A third of malaria cases in African babies can be prevented by giving them regular doses of antimalarial drugs even before the children are infected, researchers said on Thursday.
Research into intermittent preventive treatment of malaria in infants (IPTi) found it helped children build better immunity to the disease and reduced the risk of the parasite becoming drug-resistant.
Both of these benefits decrease if treatment is given continuously as a prophylaxis, according to the research, published in The Lancet medical journal.
Pedro Alonso from the University of Barcelona, who led a study using data from 8,000 children and infants in Tanzania, Mozambique, Gabon and Ghana, said the research showed IPTi with the medicine sulphadoxine-pyrimethamine (SP) could save tens of thousands of lives every year across Africa.
If IPTi using SP were expanded to other African countries, 6 million cases of malaria could be prevented each year in those most vulnerable to the disease, he told a London teleconference.
International policy-makers and heads of national malaria control programs should consider its immediate adoption and integration into existing programs, he said.
Malaria is one of the world's most demanding public health problems. It kills around 1 million people a year and of an estimated 247 million cases of malaria in 2006, 86 percent were in Africa.
NO MAGIC BULLETS
Alonso said IPTi was not a magic bullet against malaria, and he and his colleagues also noted that resistance to sulfadoxine-pyrimethamine, which has been around for 30 years, has spread to many regions of Africa, which could limit the effectiveness of the IPTi using this drug
Alonso said SP costs between 13 and 23 U.S. cents per dose and could be delivered to infants when they attend clinics for routine immunizations.
In April this year British drugmaker GlaxoSmithKline Plc started final-stage clinical trials of its malaria vaccine, Mosquirix, in the largest medical experiment ever conducted in Africa involving 16,000 children.
Alonso said while excited by the prospect of the vaccine, immunization would not offer a complete solution.
Controlling malaria is not about using one tool or another, he said. It is about using all the tools that we have now, and new tools that we can develop, to reduce the intolerable burden of this disease.
David Schellenberg of the London School of Hygiene and Tropical Medicine said insecticide-treated mosquito nets were a mainstay of prevention.

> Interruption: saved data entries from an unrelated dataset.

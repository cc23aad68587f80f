//! End-to-end demo: a process monitor, a database session monitor, and a
//! stream intake monitor, all backed by in-memory fakes, publishing to a
//! shared bus with a tracing handler subscribed.
//!
//! Run with `cargo run --example watchdog`.

use std::{
    sync::{
        Arc,
        atomic::{AtomicU64, Ordering},
    },
    time::Duration,
};

use warden::{
    Config, EventBus, Result, Scheduler,
    handlers::Tracer,
    monitors::{
        DatabaseClient, DatabaseMonitor, ProcessInstance, ProcessMonitor, ProcessSource, RowSet,
        StreamClient, StreamMessage, StreamMonitor,
    },
};

const CONFIG: &str = r#"{
    "processes": [
        { "name": "worker", "memory_threshold_mb": 500, "cpu_threshold_percent": 80 },
        { "name": "ghost", "memory_threshold_mb": 100 }
    ],
    "stream": { "topic": "orders" },
    "database": { "host": "db1", "port": 1521, "user": "wd", "password": "secret" }
}"#;

/// Fake process table: "worker" has two instances, one of them over the
/// memory limit; any other name matches nothing.
struct ProcTable;

impl ProcessSource for ProcTable {
    async fn instances(&mut self, name: &str) -> Result<Vec<ProcessInstance>> {
        if name != "worker" {
            return Ok(Vec::new());
        }
        Ok(vec![
            ProcessInstance {
                pid: 100,
                memory_bytes: 300 * 1024 * 1024,
                cpu_percent: 12.0,
                threads: 8,
                handles: None,
            },
            ProcessInstance {
                pid: 200,
                memory_bytes: 612 * 1024 * 1024,
                cpu_percent: 35.0,
                threads: 8,
                handles: None,
            },
        ])
    }
}

/// Fake database whose active session count climbs past the limit.
struct SessionCounter {
    active: AtomicU64,
}

impl DatabaseClient for SessionCounter {
    async fn connect(&mut self) -> Result<()> {
        Ok(())
    }

    async fn execute(&mut self, _query: &str) -> Result<RowSet> {
        let active = self.active.fetch_add(30, Ordering::Relaxed);
        Ok(RowSet::new(vec![vec![active as f64]]))
    }

    async fn close(&mut self) -> Result<()> {
        Ok(())
    }
}

/// Fake broker consumer that yields a message every other poll.
struct TopicFeed {
    polls: u64,
}

impl StreamClient for TopicFeed {
    async fn connect(&mut self) -> Result<()> {
        Ok(())
    }

    async fn poll(&mut self) -> Result<Option<StreamMessage>> {
        self.polls += 1;
        if self.polls % 2 == 0 {
            Ok(Some(StreamMessage::new(format!("order #{}", self.polls / 2))))
        } else {
            Ok(None)
        }
    }

    async fn close(&mut self) -> Result<()> {
        Ok(())
    }
}

#[tokio::main]
async fn main() -> Result {
    tracing_subscriber::fmt()
        .with_env_filter(
            tracing_subscriber::EnvFilter::try_from_default_env()
                .unwrap_or_else(|_| "info,warden=debug".into()),
        )
        .init();

    let config = Config::from_json(CONFIG)?;

    let bus = Arc::new(EventBus::new());
    bus.subscribe(Tracer);

    let mut scheduler = Scheduler::new(bus.clone());

    for target in &config.processes {
        let monitor =
            ProcessMonitor::new(&target.name, target.thresholds(), ProcTable, bus.clone());
        scheduler.add_monitor(&target.name, monitor, Duration::from_millis(500));
    }

    let db = SessionCounter {
        active: AtomicU64::new(40),
    };
    scheduler.add_monitor(
        &config.database.host,
        DatabaseMonitor::new(
            &config.database.host,
            config.database.session_threshold,
            db,
            bus.clone(),
        ),
        Duration::from_millis(700),
    );

    scheduler.add_monitor(
        &config.stream.topic,
        StreamMonitor::new(
            &config.stream.topic,
            TopicFeed { polls: 0 },
            |message: &StreamMessage| {
                tracing::info!(payload = message.payload(), "processing message");
            },
            bus.clone(),
        ),
        Duration::from_millis(300),
    );

    scheduler.start();
    tokio::time::sleep(Duration::from_secs(3)).await;
    scheduler.stop().await;
    Ok(())
}
//! Recording fakes for scenario tests
//!
//! The SPI device and the pins share one log, so a test can read back the exact
//! command stream a sequence produced. Data bytes following a command are merged
//! into one [`Event::Data`], no matter how many transfers carried them.

use std::sync::{Arc, Mutex, MutexGuard};

use embedded_hal::{
    digital::{self, InputPin, OutputPin},
    spi::{self, Operation, SpiDevice},
};
use embedded_hal_mock::eh1::delay::NoopDelay;

use crate::config::Config;
use crate::display::EinkDisplay;
use crate::interface::PanelHandle;
use crate::panel::{Panel, SINGLE_BYTE_WRITE};

#[derive(Debug, Clone, PartialEq, Eq)]
pub(crate) enum Event {
    /// Reset pulled low and released again
    Reset,
    /// Reset pulled low and left there
    ResetLow,
    Command(u8),
    Data(Vec<u8>),
}

#[derive(Debug, Default)]
struct State {
    events: Vec<Event>,
    dc_high: bool,
    /// Busy reads that still report busy
    busy_reads: u32,
    stuck_busy: bool,
    /// Successful writes left before the bus starts failing
    writes_until_failure: Option<u32>,
    /// SPI writes since the last clear
    writes: usize,
}

/// Handle to the shared log
#[derive(Debug, Clone, Default)]
pub(crate) struct Recorder(Arc<Mutex<State>>);

impl Recorder {
    fn state(&self) -> MutexGuard<'_, State> {
        self.0.lock().unwrap_or_else(|e| e.into_inner())
    }

    pub(crate) fn events(&self) -> Vec<Event> {
        self.state().events.clone()
    }

    pub(crate) fn clear(&self) {
        let mut state = self.state();
        state.events.clear();
        state.writes = 0;
    }

    /// Number of SPI writes since the last [`clear`](Recorder::clear)
    pub(crate) fn writes(&self) -> usize {
        self.state().writes
    }

    pub(crate) fn commands(&self) -> Vec<u8> {
        self.state()
            .events
            .iter()
            .filter_map(|event| match event {
                Event::Command(c) => Some(*c),
                _ => None,
            })
            .collect()
    }

    /// Data following the first occurrence of `command`
    pub(crate) fn data_after(&self, command: u8) -> Vec<u8> {
        let state = self.state();
        let mut events = state.events.iter();
        events
            .by_ref()
            .find(|event| **event == Event::Command(command));
        match events.next() {
            Some(Event::Data(data)) => data.clone(),
            _ => Vec::new(),
        }
    }

    /// Every data block sent after `command`, in order
    pub(crate) fn all_data_after(&self, command: u8) -> Vec<Vec<u8>> {
        let state = self.state();
        state
            .events
            .windows(2)
            .filter_map(|pair| match pair {
                [Event::Command(c), Event::Data(data)] if *c == command => Some(data.clone()),
                _ => None,
            })
            .collect()
    }

    /// The next `reads` busy reads report busy
    pub(crate) fn busy_for(&self, reads: u32) {
        self.state().busy_reads = reads;
    }

    pub(crate) fn stuck_busy(&self) {
        self.state().stuck_busy = true;
    }

    /// Lets `writes` transfers through, then fails every following one
    pub(crate) fn fail_spi_after(&self, writes: u32) {
        self.state().writes_until_failure = Some(writes);
    }

    pub(crate) fn heal(&self) {
        let mut state = self.state();
        state.writes_until_failure = None;
        state.stuck_busy = false;
        state.busy_reads = 0;
    }

    pub(crate) fn spi(&self) -> FakeSpi {
        FakeSpi(self.clone())
    }

    pub(crate) fn busy(&self) -> FakeBusy {
        FakeBusy(self.clone())
    }

    pub(crate) fn dc(&self) -> FakeDc {
        FakeDc(self.clone())
    }

    pub(crate) fn rst(&self) -> FakeRst {
        FakeRst(self.clone())
    }
}

pub(crate) struct FakeSpi(Recorder);

impl spi::ErrorType for FakeSpi {
    type Error = spi::ErrorKind;
}

impl SpiDevice for FakeSpi {
    fn transaction(&mut self, operations: &mut [Operation<'_, u8>]) -> Result<(), Self::Error> {
        let mut state = self.0.state();
        for operation in operations.iter() {
            let Operation::Write(bytes) = operation else {
                continue;
            };
            match state.writes_until_failure {
                Some(0) => return Err(spi::ErrorKind::Other),
                Some(ref mut left) => *left -= 1,
                None => {}
            }
            state.writes += 1;
            if !state.dc_high {
                state
                    .events
                    .extend(bytes.iter().map(|byte| Event::Command(*byte)));
            } else if let Some(Event::Data(data)) = state.events.last_mut() {
                data.extend_from_slice(bytes);
            } else {
                state.events.push(Event::Data(bytes.to_vec()));
            }
        }
        Ok(())
    }
}

pub(crate) struct FakeBusy(Recorder);

impl digital::ErrorType for FakeBusy {
    type Error = core::convert::Infallible;
}

impl InputPin for FakeBusy {
    fn is_high(&mut self) -> Result<bool, Self::Error> {
        let mut state = self.0.state();
        if state.stuck_busy {
            return Ok(false);
        }
        if state.busy_reads > 0 {
            state.busy_reads -= 1;
            return Ok(false);
        }
        Ok(true)
    }

    fn is_low(&mut self) -> Result<bool, Self::Error> {
        self.is_high().map(|high| !high)
    }
}

pub(crate) struct FakeDc(Recorder);

impl digital::ErrorType for FakeDc {
    type Error = core::convert::Infallible;
}

impl OutputPin for FakeDc {
    fn set_low(&mut self) -> Result<(), Self::Error> {
        self.0.state().dc_high = false;
        Ok(())
    }

    fn set_high(&mut self) -> Result<(), Self::Error> {
        self.0.state().dc_high = true;
        Ok(())
    }
}

pub(crate) struct FakeRst(Recorder);

impl digital::ErrorType for FakeRst {
    type Error = core::convert::Infallible;
}

impl OutputPin for FakeRst {
    fn set_low(&mut self) -> Result<(), Self::Error> {
        self.0.state().events.push(Event::ResetLow);
        Ok(())
    }

    fn set_high(&mut self) -> Result<(), Self::Error> {
        let mut state = self.0.state();
        if state.events.last() == Some(&Event::ResetLow) {
            state.events.pop();
            state.events.push(Event::Reset);
        }
        Ok(())
    }
}

pub(crate) type FakeHandle =
    PanelHandle<FakeSpi, FakeBusy, FakeDc, FakeRst, NoopDelay, SINGLE_BYTE_WRITE>;
pub(crate) type FakePanel = Panel<FakeSpi, FakeBusy, FakeDc, FakeRst, NoopDelay>;
pub(crate) type FakeDisplay = EinkDisplay<FakeSpi, FakeBusy, FakeDc, FakeRst, NoopDelay>;

pub(crate) fn handle(config: &Config) -> (FakeHandle, Recorder) {
    let recorder = Recorder::default();
    let handle = PanelHandle::new(
        recorder.spi(),
        recorder.busy(),
        recorder.dc(),
        recorder.rst(),
        NoopDelay::new(),
        config,
    );
    (handle, recorder)
}

pub(crate) fn panel() -> (FakePanel, Recorder) {
    let (handle, recorder) = handle(&Config::default());
    (Panel::new(handle), recorder)
}

/// Display that already went through its 4 gray start-up
pub(crate) fn display() -> (FakeDisplay, Recorder) {
    display_with(&Config::default())
}

pub(crate) fn display_with(config: &Config) -> (FakeDisplay, Recorder) {
    let (handle, recorder) = handle(config);
    let display = EinkDisplay::from_handle(handle).unwrap();
    (display, recorder)
}
//! Greyscale frames handed over by the GUI layer

use crate::error::{Error, Result};

/// Row-major 8 bit greyscale image, 0 is black and 255 is white
#[derive(Debug, Clone, PartialEq, Eq)]
pub struct GreyscaleFrame {
    width: u32,
    height: u32,
    samples: Vec<u8>,
}

impl GreyscaleFrame {
    /// Black frame of the given size
    pub fn new(width: u32, height: u32) -> Self {
        Self::filled(width, height, 0)
    }

    /// Frame where every sample is `value`
    pub fn filled(width: u32, height: u32, value: u8) -> Self {
        GreyscaleFrame {
            width,
            height,
            samples: vec![value; width as usize * height as usize],
        }
    }

    /// Takes ownership of `samples`, which must hold exactly `width * height` bytes
    pub fn from_samples(width: u32, height: u32, samples: Vec<u8>) -> Result<Self> {
        let expected = width as usize * height as usize;
        if samples.len() != expected {
            let rows = if width == 0 {
                0
            } else {
                samples.len() / width as usize
            };
            return Err(Error::FrameSize {
                expected: (width, height),
                actual: (width, u32::try_from(rows).unwrap_or(u32::MAX)),
            });
        }
        Ok(GreyscaleFrame {
            width,
            height,
            samples,
        })
    }

    pub fn width(&self) -> u32 {
        self.width
    }

    pub fn height(&self) -> u32 {
        self.height
    }

    pub fn dimensions(&self) -> (u32, u32) {
        (self.width, self.height)
    }

    pub fn samples(&self) -> &[u8] {
        &self.samples
    }

    pub fn into_samples(self) -> Vec<u8> {
        self.samples
    }

    fn index(&self, x: u32, y: u32) -> Option<usize> {
        if x < self.width && y < self.height {
            Some(y as usize * self.width as usize + x as usize)
        } else {
            None
        }
    }

    /// Sample at `(x, y)`, `None` outside the frame
    pub fn pixel(&self, x: u32, y: u32) -> Option<u8> {
        self.index(x, y).map(|i| self.samples[i])
    }

    /// Writes one sample, coordinates outside the frame are ignored
    pub fn set_pixel(&mut self, x: u32, y: u32, value: u8) {
        if let Some(i) = self.index(x, y) {
            self.samples[i] = value;
        }
    }

    /// Sets every sample to `value`
    pub fn fill(&mut self, value: u8) {
        self.samples.fill(value);
    }

    /// Same frame with the row order reversed
    ///
    /// The panel scans from the bottom row up, so both encoders work on this.
    pub fn flipped_vertically(&self) -> Self {
        let width = self.width as usize;
        let samples = if width == 0 {
            Vec::new()
        } else {
            self.samples
                .chunks_exact(width)
                .rev()
                .flatten()
                .copied()
                .collect()
        };
        GreyscaleFrame {
            width: self.width,
            height: self.height,
            samples,
        }
    }

    /// Copies `overlay` into the middle of this frame
    ///
    /// An overlay larger than the frame is cropped around its own centre.
    pub fn paste_centered(&mut self, overlay: &GreyscaleFrame) {
        let (dst_x, src_x, cols) = center_span(self.width, overlay.width);
        let (dst_y, src_y, rows) = center_span(self.height, overlay.height);
        if cols == 0 {
            return;
        }

        for row in 0..rows {
            let src = (src_y + row) * overlay.width as usize + src_x;
            let dst = (dst_y + row) * self.width as usize + dst_x;
            self.samples[dst..dst + cols].copy_from_slice(&overlay.samples[src..src + cols]);
        }
    }

    /// Same frame composed over `self`, leaving `self` untouched
    pub fn composed_with(&self, overlay: &GreyscaleFrame) -> Self {
        let mut frame = self.clone();
        frame.paste_centered(overlay);
        frame
    }
}

/// Offsets into destination and source plus the overlapping length along one axis
fn center_span(dst_len: u32, src_len: u32) -> (usize, usize, usize) {
    let (dst_len, src_len) = (dst_len as usize, src_len as usize);
    if src_len <= dst_len {
        ((dst_len - src_len) / 2, 0, src_len)
    } else {
        (0, (src_len - dst_len) / 2, dst_len)
    }
}

#[cfg(feature = "image")]
mod file {
    use std::fs;
    use std::path::{Path, PathBuf};

    use super::GreyscaleFrame;
    use crate::error::{Error, Result};

    const EXTENSIONS: [&str; 3] = ["png", "jpg", "jpeg"];

    impl GreyscaleFrame {
        /// Decodes an image file and converts it to 8 bit luma
        pub fn open(path: impl AsRef<Path>) -> Result<Self> {
            let path = path.as_ref();
            let luma = image::open(path)
                .map_err(|source| Error::Image {
                    path: path.to_path_buf(),
                    source,
                })?
                .into_luma8();
            let (width, height) = luma.dimensions();
            GreyscaleFrame::from_samples(width, height, luma.into_raw())
        }
    }

    /// Loads every png/jpeg file of `dir`, ordered by file name
    pub fn load_frame_dir(dir: impl AsRef<Path>) -> Result<Vec<GreyscaleFrame>> {
        let dir = dir.as_ref();
        let io_error = |source| Error::Io {
            path: dir.to_path_buf(),
            source,
        };

        let mut paths: Vec<PathBuf> = Vec::new();
        for entry in fs::read_dir(dir).map_err(io_error)? {
            let path = entry.map_err(io_error)?.path();
            let is_image = path
                .extension()
                .and_then(|ext| ext.to_str())
                .is_some_and(|ext| EXTENSIONS.iter().any(|e| ext.eq_ignore_ascii_case(e)));
            if is_image && path.is_file() {
                paths.push(path);
            }
        }
        paths.sort();

        log::debug!("loading {} frames from {}", paths.len(), dir.display());
        paths.iter().map(GreyscaleFrame::open).collect()
    }
}

#[cfg(feature = "image")]
pub use self::file::load_frame_dir;
//! Graphics support for greyscale frames

use embedded_graphics_core::{
    pixelcolor::{Gray8, GrayColor},
    prelude::*,
};

use crate::frame::GreyscaleFrame;
use crate::panel::{HEIGHT, WIDTH};

/// Display rotation, only 90° increments supported
#[derive(Debug, Default, Clone, Copy, PartialEq, Eq)]
pub enum DisplayRotation {
    /// No rotation
    #[default]
    Rotate0,
    /// Rotate by 90 degrees clockwise
    Rotate90,
    /// Rotate by 180 degrees clockwise
    Rotate180,
    /// Rotate 270 degrees clockwise
    Rotate270,
}

/// For use with embedded_grahics, drawing in frame coordinates
impl DrawTarget for GreyscaleFrame {
    type Color = Gray8;
    type Error = core::convert::Infallible;

    fn draw_iter<I>(&mut self, pixels: I) -> Result<(), Self::Error>
    where
        I: IntoIterator<Item = Pixel<Self::Color>>,
    {
        for pixel in pixels {
            set_pixel(self, DisplayRotation::Rotate0, pixel);
        }
        Ok(())
    }

    fn clear(&mut self, color: Self::Color) -> Result<(), Self::Error> {
        self.fill(color.luma());
        Ok(())
    }
}

impl OriginDimensions for GreyscaleFrame {
    fn size(&self) -> Size {
        Size::new(self.width(), self.height())
    }
}

/// Frame to draw on with a rotation applied
///
/// The GUI layer may lay out in landscape while the panel stays portrait.
#[derive(Debug, Clone)]
pub struct Canvas {
    frame: GreyscaleFrame,
    rotation: DisplayRotation,
}

impl Default for Canvas {
    /// White canvas of the panel size
    fn default() -> Self {
        Canvas::new(GreyscaleFrame::filled(WIDTH, HEIGHT, 0xFF))
    }
}

impl Canvas {
    pub fn new(frame: GreyscaleFrame) -> Self {
        Canvas {
            frame,
            rotation: DisplayRotation::default(),
        }
    }

    /// Set the display rotation.
    ///
    /// This only concerns future drawing made to it. Anything aready drawn
    /// stays as it is in the frame.
    pub fn set_rotation(&mut self, rotation: DisplayRotation) {
        self.rotation = rotation;
    }

    /// Get current rotation
    pub fn rotation(&self) -> DisplayRotation {
        self.rotation
    }

    /// The frame in panel orientation
    pub fn frame(&self) -> &GreyscaleFrame {
        &self.frame
    }

    pub fn into_frame(self) -> GreyscaleFrame {
        self.frame
    }
}

impl DrawTarget for Canvas {
    type Color = Gray8;
    type Error = core::convert::Infallible;

    fn draw_iter<I>(&mut self, pixels: I) -> Result<(), Self::Error>
    where
        I: IntoIterator<Item = Pixel<Self::Color>>,
    {
        for pixel in pixels {
            set_pixel(&mut self.frame, self.rotation, pixel);
        }
        Ok(())
    }
}

impl OriginDimensions for Canvas {
    fn size(&self) -> Size {
        let (width, height) = self.frame.dimensions();
        match self.rotation {
            DisplayRotation::Rotate0 | DisplayRotation::Rotate180 => Size::new(width, height),
            DisplayRotation::Rotate90 | DisplayRotation::Rotate270 => Size::new(height, width),
        }
    }
}

// Shared by the frame and the canvas: maps the point through the rotation
// and writes the luma, points outside the frame are dropped.
fn set_pixel(frame: &mut GreyscaleFrame, rotation: DisplayRotation, pixel: Pixel<Gray8>) {
    let Pixel(point, color) = pixel;
    let (width, height) = (frame.width() as i32, frame.height() as i32);

    // final coordinates
    let (x, y) = match rotation {
        // as i32 = never use more than 2 billion pixel per line or per column
        DisplayRotation::Rotate0 => (point.x, point.y),
        DisplayRotation::Rotate90 => (width - 1 - point.y, point.x),
        DisplayRotation::Rotate180 => (width - 1 - point.x, height - 1 - point.y),
        DisplayRotation::Rotate270 => (point.y, height - 1 - point.x),
    };

    if x < 0 || y < 0 {
        return;
    }
    frame.set_pixel(x as u32, y as u32, color.luma());
}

Separately, the U.S. Academy for Educational Development reported on Thursday that a 10-year-long U.S. government funded mosquito net project in Africa had helped deliver 50 million bed nets to people in seven countries for free or at partial cost.
The project had also created enough incentives for private companies to decide to invest $88 million to expand their mosquito net businesses, the report said.